Bluey's Quest for the Gold Pen is a 2025 adventure video game developed by Halfbrick Studios. The fourth video game to be based on the television series Bluey, it features an original story written by series creator Joe Brumm. It was released on 11 December 2025 for iOS, iPadOS, and macOS, 10 January 2026 for Android and 28 May 2026 for Nintendo Switch, Nintendo Switch 2, PlayStation 4, PlayStation 5, Windows, and Xbox Series X/S. The game received generally positive reviews from critics, who noted it as an improvement over previous Bluey video games.

== Gameplay ==
The plot centers on the Heeler family being transported into Bluey's drawings on an adventure to retrieve her gold pen, which she needs to complete her drawing. Bluey's Quest for the Gold Pen is a Zelda-like adventure game made simpler for younger children. Players play as Bluey as she and her family explore her drawings across nine levels, which include locations based on the show. Bluey's sister, Bingo, is called Bingoose and will lay a silver egg when the player feeds her enough food. Bandit plays the role of the antagonist, referred to as "King Goldie Horns", and Chilli plays the role of "Creator of Worlds".

== Development ==
Bluey's Quest for the Gold Pen was developed by Australian developer Halfbrick Studios, and features an original story from series creator Joe Brumm. Brumm collaborated with game developers Halfbrick Studios in order to make the game. CEO of Halfbrick Studios Shainiel Deo wanted to create a game that children and families would cherish as among their favourite games of all time. With Brumm having worked with Halfbrick in the past with projects like Dan the Man, the pre-existing friendship between him and Deo made it easy to create an authentic experience to Bluey while still ultimately making a good game. Brumm described it as feeling like "the simple setup you'd get from a Commodore 64 platformer – we've got a problem, and we've got a villain, so let's go get it." Creative inspiration was taken from one episode in particular, "Dragon", which established that the children have an age-appropriate artstyle, Bandit's artstyle is worse than that of the kids' due to dropping it from bullying, and Chilli's drawings are neat since she was encouraged to pursue it into adulthood.

== Release ==
Bluey's Quest for the Gold Pen was released for iOS, iPadOS, Android, and Nintendo Switch, Nintendo Switch 2, PlayStation 4, PlayStation 5, Windows on both Steam and the Epic Games Store, and Xbox Series X/S. The iOS and Android versions of the title feature a free demo, with a one-time payment to unlock the full game.

== Reception ==
The game received generally positive reviews from critics, who noted it as a noticeable improvement from previous Bluey videogames.

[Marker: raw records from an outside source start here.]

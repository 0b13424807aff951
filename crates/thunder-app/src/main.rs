use std::path::PathBuf;
use std::time::{Duration, Instant};

use anyhow::Context;
use clap::Parser;
use tracing_subscriber::EnvFilter;

use thunder_app::autopilot::Autopilot;
use thunder_app::game_loop::TICK_DURATION;
use thunder_app::headless;
use thunder_app::state::AppState;
use thunder_core::commands::PlayerCommand;
use thunder_core::config::SimConfig;
use thunder_core::enums::GamePhase;

/// Run a seeded Thunder session without a window and print a JSON summary.
#[derive(Parser, Debug)]
#[command(name = "thunder-headless", version)]
struct Cli {
    /// RNG seed; overrides the config file.
    #[arg(long)]
    seed: Option<u64>,

    /// Maximum number of ticks to simulate.
    #[arg(long, default_value_t = 7200)]
    ticks: u64,

    /// JSON config file. Omitted fields keep their defaults.
    #[arg(long)]
    config: Option<PathBuf>,

    /// Drive the game loop thread against the wall clock instead of ticking
    /// as fast as possible.
    #[arg(long)]
    realtime: bool,

    /// Pretty-print the summary.
    #[arg(long)]
    pretty: bool,
}

fn main() -> anyhow::Result<()> {
    tracing_subscriber::fmt()
        .with_env_filter(
            EnvFilter::from_default_env().add_directive(tracing::Level::INFO.into()),
        )
        .with_writer(std::io::stderr)
        .init();

    let cli = Cli::parse();
    let mut config = match &cli.config {
        Some(path) => {
            let text = std::fs::read_to_string(path)
                .with_context(|| format!("reading config {}", path.display()))?;
            SimConfig::from_json_str(&text)
                .with_context(|| format!("loading config {}", path.display()))?
        }
        None => SimConfig::default(),
    };
    if let Some(seed) = cli.seed {
        config.seed = seed;
    }

    let output = if cli.realtime {
        run_realtime(config, cli.ticks, cli.pretty)?
    } else {
        let summary = headless::run_headless(config, cli.ticks)?;
        if cli.pretty {
            serde_json::to_string_pretty(&summary)?
        } else {
            serde_json::to_string(&summary)?
        }
    };
    println!("{output}");
    Ok(())
}

/// Play through the threaded game loop, feeding autopilot input from the
/// latest snapshot. Prints the final snapshot.
fn run_realtime(config: SimConfig, ticks: u64, pretty: bool) -> anyhow::Result<String> {
    let state = AppState::new();
    state.start_simulation(config)?;
    state.send_command(PlayerCommand::StartRun)?;

    let autopilot = Autopilot::new();
    // Twice the nominal run time, in case the machine falls behind.
    let budget = u32::try_from(ticks).unwrap_or(u32::MAX).saturating_mul(2);
    let deadline = Instant::now() + TICK_DURATION * budget + Duration::from_secs(1);
    let mut last = None;
    while Instant::now() < deadline {
        std::thread::sleep(TICK_DURATION);
        let Some(snapshot) = state.snapshot()? else {
            continue;
        };
        let finished = snapshot.time.tick >= ticks
            || matches!(snapshot.phase, GamePhase::Success | GamePhase::Fail);
        state.set_input(autopilot.decide(&snapshot))?;
        last = Some(snapshot);
        if finished {
            break;
        }
    }
    state.shutdown()?;

    let snapshot = last.context("game loop produced no snapshot")?;
    let json = if pretty {
        serde_json::to_string_pretty(&snapshot)?
    } else {
        serde_json::to_string(&snapshot)?
    };
    Ok(json)
}
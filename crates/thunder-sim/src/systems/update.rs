//! Per-entity update system.
//!
//! Every live entity is advanced exactly once. Bullets fired during the pass
//! are buffered by the caller and merged only after the pass completes.

use glam::DVec2;

use thunder_ai::behavior::{self, EnemyTickContext};
use thunder_core::commands::InputState;
use thunder_core::components::{Body, EntityKind, Motion, Spawn};
use thunder_core::events::GameEvent;
use thunder_core::trajectory::{self, Kinematics, StepContext};
use thunder_core::types::Playfield;

use crate::systems::player;
use crate::world::World;

/// Read-only inputs for the update pass.
pub struct UpdateContext<'a> {
    pub field: &'a Playfield,
    pub input: &'a InputState,
    /// Homing target captured at the start of the pass.
    pub target: Option<DVec2>,
}

pub fn run(
    world: &mut World,
    ctx: &UpdateContext<'_>,
    spawn_buffer: &mut Vec<Spawn>,
    events: &mut Vec<GameEvent>,
) {
    let enemy_ctx = EnemyTickContext {
        field: ctx.field,
        target: &ctx.target,
    };

    for entity in world.iter_mut() {
        if !entity.is_alive() {
            continue;
        }
        match &mut entity.kind {
            EntityKind::Craft(craft) if craft.is_player() => {
                player::steer(&mut entity.body, craft, ctx.input, ctx.field);
            }
            EntityKind::Craft(craft) => {
                let update = behavior::update_enemy(&mut entity.body, craft, &enemy_ctx);
                if let Some(stage) = update.stage_changed {
                    events.push(GameEvent::BossStageChanged { stage });
                }
                spawn_buffer.extend(update.spawned);
            }
            EntityKind::Bullet(bullet) => {
                advance(&mut entity.body, &mut bullet.motion, ctx);
                if ctx.field.is_fully_outside(entity.body.pos, entity.body.size) {
                    entity.body.kill();
                }
            }
            EntityKind::Item(item) => {
                // Items bounce and are never culled by bounds.
                advance(&mut entity.body, &mut item.motion, ctx);
            }
        }
    }
}

/// One trajectory step plus the lifetime count.
fn advance(body: &mut Body, motion: &mut Motion, ctx: &UpdateContext<'_>) {
    let step_ctx = StepContext {
        size: body.size,
        field: ctx.field,
        target: &ctx.target,
    };
    let next = trajectory::step(
        motion.trajectory.as_ref(),
        Kinematics::new(body.pos, motion.velocity),
        &step_ctx,
    );
    body.pos = next.pos;
    motion.velocity = next.vel;
    if motion.tick_life() {
        body.kill();
    }
}
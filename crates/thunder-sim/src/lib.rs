//! Simulation engine for Thunder.
//!
//! Owns the entity world, runs systems at a fixed tick rate,
//! and produces GameStateSnapshots for a renderer.

pub mod engine;
pub mod score;
pub mod systems;
pub mod world;
pub mod world_setup;

pub use engine::SimulationEngine;
pub use thunder_core as core;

CGMagazine praised the lack of complexity, stating "It might not be deep, but it's genuinely delightful". In comparison to Bluey: The Videogame, GameSpot found that Bluey's Quest for the Gold Pen was the superior video game. GamingonPhone stated that "its simplicity and length may not appeal to hardcore gamers seeking deep mechanics, it succeeds brilliantly at its intended goal: creating a joyful, meaningful experience that celebrates creativity, family, and play."